(Extracted data entries)

__________________________________________________

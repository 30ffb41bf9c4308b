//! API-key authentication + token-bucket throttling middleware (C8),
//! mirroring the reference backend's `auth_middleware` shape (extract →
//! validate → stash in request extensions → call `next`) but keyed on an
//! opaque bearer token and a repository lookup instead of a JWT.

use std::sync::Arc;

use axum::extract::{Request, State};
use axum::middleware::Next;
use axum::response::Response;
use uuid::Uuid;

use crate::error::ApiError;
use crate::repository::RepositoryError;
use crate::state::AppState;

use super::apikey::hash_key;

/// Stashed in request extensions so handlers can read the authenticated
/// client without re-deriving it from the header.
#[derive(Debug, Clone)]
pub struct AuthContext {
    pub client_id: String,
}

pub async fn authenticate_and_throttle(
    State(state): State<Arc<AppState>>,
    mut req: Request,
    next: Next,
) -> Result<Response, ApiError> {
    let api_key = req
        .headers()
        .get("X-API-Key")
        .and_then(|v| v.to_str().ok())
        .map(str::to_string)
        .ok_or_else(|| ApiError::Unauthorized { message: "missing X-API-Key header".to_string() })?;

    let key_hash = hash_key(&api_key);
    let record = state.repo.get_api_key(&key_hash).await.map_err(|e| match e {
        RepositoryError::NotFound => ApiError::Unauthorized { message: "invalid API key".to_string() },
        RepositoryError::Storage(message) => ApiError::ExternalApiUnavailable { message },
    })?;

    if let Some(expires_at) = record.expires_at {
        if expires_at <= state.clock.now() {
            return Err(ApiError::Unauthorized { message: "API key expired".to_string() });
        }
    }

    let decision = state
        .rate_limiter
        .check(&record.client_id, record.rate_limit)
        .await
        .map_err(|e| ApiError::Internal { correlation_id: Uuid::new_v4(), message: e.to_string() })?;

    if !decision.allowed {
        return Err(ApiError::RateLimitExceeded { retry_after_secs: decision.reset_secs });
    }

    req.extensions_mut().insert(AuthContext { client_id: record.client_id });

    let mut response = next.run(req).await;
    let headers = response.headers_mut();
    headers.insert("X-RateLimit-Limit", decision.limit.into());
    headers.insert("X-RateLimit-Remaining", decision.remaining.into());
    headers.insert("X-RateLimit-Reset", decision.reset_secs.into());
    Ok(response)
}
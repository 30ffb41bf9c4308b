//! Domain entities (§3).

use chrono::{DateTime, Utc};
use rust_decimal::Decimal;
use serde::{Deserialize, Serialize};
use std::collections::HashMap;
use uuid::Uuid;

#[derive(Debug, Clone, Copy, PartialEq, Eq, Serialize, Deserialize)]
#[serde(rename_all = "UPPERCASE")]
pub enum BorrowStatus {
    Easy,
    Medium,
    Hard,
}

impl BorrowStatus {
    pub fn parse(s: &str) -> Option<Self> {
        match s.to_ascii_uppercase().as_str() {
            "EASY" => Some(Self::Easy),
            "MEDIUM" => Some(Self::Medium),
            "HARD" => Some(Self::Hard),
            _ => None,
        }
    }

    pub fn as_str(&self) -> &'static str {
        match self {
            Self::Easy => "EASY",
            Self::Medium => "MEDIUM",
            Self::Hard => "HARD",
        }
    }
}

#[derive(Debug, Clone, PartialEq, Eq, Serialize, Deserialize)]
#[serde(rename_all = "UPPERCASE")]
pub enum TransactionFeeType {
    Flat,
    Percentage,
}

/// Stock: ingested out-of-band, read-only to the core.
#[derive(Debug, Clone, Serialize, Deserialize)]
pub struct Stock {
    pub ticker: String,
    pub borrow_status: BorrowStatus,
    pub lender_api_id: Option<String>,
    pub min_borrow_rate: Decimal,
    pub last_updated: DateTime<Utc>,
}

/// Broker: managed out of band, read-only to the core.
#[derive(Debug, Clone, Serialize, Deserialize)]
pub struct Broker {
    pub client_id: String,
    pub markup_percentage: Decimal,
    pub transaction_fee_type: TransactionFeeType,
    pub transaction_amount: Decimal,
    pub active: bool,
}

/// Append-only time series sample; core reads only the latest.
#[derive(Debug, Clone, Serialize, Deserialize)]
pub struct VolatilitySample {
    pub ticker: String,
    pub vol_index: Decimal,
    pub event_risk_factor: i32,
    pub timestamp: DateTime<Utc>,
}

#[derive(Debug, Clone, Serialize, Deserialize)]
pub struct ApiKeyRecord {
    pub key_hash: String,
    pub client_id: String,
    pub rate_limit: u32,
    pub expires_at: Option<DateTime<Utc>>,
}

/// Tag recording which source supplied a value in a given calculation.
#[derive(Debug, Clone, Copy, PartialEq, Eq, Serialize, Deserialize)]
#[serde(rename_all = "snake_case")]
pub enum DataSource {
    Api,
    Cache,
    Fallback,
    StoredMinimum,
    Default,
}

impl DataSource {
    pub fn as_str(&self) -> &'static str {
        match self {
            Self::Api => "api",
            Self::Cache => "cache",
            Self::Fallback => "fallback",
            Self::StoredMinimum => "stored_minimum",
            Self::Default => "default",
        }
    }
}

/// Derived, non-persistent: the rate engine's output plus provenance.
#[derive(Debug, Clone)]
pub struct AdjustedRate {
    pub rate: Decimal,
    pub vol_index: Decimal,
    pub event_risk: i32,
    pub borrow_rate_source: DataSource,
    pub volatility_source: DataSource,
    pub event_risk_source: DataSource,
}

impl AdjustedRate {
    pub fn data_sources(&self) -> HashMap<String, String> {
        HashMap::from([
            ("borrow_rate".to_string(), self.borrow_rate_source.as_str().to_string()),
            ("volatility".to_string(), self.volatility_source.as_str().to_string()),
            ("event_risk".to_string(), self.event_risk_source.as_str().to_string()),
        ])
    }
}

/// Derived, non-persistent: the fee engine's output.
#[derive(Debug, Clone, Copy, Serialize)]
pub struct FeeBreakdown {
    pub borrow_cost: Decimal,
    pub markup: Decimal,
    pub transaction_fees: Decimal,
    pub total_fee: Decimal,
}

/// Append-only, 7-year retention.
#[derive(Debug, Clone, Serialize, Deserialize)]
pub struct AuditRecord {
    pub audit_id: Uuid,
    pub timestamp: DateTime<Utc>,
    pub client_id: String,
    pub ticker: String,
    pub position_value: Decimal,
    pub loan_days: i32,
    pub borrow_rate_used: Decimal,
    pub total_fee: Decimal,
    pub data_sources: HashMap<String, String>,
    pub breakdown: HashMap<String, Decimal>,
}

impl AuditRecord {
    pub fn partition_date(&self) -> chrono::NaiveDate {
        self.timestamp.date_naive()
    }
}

__________________________________________________

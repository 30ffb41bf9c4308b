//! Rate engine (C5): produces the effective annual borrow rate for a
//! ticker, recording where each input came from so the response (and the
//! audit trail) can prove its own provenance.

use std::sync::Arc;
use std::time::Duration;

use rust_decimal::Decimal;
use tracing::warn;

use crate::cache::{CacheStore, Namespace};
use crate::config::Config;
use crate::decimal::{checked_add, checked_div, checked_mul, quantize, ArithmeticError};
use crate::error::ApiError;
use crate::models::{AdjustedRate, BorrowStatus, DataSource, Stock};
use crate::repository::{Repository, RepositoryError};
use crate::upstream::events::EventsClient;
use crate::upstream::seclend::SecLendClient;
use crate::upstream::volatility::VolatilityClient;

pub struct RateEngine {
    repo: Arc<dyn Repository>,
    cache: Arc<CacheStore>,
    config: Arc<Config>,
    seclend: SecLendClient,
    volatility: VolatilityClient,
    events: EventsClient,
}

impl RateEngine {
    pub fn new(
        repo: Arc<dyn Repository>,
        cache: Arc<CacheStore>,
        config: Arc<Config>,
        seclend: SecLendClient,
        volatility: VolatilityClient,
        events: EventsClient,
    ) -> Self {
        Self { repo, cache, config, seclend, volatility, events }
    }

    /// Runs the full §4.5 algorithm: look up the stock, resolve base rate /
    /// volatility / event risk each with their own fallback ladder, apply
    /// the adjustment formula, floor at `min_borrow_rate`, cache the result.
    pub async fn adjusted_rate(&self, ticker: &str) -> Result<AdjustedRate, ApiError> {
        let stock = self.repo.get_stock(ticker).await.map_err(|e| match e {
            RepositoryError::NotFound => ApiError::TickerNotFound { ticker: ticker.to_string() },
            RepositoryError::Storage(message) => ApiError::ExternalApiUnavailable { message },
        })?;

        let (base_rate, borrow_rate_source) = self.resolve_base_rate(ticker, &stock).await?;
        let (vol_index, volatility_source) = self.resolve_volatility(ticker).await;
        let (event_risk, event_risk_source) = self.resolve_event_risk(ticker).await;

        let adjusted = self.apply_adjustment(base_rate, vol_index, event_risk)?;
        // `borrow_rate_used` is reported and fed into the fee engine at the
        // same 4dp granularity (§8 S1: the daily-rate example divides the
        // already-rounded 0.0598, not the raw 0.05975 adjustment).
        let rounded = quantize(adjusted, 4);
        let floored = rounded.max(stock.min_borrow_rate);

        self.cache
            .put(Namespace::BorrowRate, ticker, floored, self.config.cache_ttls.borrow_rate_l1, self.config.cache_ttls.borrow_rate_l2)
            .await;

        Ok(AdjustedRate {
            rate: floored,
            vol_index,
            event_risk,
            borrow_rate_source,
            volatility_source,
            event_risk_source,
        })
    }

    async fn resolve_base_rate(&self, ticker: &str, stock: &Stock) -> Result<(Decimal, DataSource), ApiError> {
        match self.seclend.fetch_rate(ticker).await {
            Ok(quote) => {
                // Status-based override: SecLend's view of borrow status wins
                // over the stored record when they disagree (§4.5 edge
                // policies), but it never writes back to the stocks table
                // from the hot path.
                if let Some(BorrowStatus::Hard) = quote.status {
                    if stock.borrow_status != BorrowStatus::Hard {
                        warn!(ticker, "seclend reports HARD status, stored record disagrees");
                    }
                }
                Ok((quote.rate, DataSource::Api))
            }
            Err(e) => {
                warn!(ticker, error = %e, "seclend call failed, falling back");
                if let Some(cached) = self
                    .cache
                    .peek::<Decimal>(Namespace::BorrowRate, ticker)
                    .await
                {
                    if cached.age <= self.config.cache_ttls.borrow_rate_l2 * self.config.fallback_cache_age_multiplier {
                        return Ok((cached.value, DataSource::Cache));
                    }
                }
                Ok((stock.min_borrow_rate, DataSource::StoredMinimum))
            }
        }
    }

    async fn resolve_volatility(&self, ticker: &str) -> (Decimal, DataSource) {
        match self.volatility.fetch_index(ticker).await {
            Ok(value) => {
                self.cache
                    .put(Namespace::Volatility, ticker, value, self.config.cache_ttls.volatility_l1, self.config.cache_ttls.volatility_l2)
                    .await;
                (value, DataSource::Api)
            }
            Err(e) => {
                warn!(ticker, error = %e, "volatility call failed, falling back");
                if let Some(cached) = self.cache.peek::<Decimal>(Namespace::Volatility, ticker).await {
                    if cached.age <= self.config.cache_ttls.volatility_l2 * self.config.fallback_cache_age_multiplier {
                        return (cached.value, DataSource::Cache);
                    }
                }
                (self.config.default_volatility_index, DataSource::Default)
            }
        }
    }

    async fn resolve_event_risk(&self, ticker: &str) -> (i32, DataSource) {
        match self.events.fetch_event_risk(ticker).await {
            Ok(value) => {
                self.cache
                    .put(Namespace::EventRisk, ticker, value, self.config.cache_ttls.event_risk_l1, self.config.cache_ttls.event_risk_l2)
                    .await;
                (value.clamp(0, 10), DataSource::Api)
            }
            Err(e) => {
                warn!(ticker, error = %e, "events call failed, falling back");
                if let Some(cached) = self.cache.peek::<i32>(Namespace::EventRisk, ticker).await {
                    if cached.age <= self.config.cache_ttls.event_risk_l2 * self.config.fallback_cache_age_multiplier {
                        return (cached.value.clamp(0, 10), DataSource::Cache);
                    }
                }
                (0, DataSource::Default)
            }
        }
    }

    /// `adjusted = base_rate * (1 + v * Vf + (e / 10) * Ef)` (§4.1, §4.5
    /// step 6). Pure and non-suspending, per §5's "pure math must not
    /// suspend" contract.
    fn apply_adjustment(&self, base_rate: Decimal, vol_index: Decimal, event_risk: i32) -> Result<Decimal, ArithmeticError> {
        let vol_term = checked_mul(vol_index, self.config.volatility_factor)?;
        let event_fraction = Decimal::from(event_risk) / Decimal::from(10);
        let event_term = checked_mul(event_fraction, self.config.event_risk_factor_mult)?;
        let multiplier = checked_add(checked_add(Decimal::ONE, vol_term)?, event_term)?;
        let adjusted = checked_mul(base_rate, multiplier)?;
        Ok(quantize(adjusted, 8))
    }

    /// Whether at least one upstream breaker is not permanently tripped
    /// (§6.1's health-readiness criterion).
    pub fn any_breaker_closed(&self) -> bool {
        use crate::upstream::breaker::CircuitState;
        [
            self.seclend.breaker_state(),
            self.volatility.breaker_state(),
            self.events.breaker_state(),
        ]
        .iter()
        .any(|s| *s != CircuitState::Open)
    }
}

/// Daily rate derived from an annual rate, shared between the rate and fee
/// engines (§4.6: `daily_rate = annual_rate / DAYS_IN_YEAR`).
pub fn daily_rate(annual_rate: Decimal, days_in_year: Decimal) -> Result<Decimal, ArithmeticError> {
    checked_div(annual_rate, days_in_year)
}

__________________________________________________

WHAT YOU NEED TO DO:
For the entries, state the number of lines that include the string "Default". Add no other words.

TASK SOLUTION:
4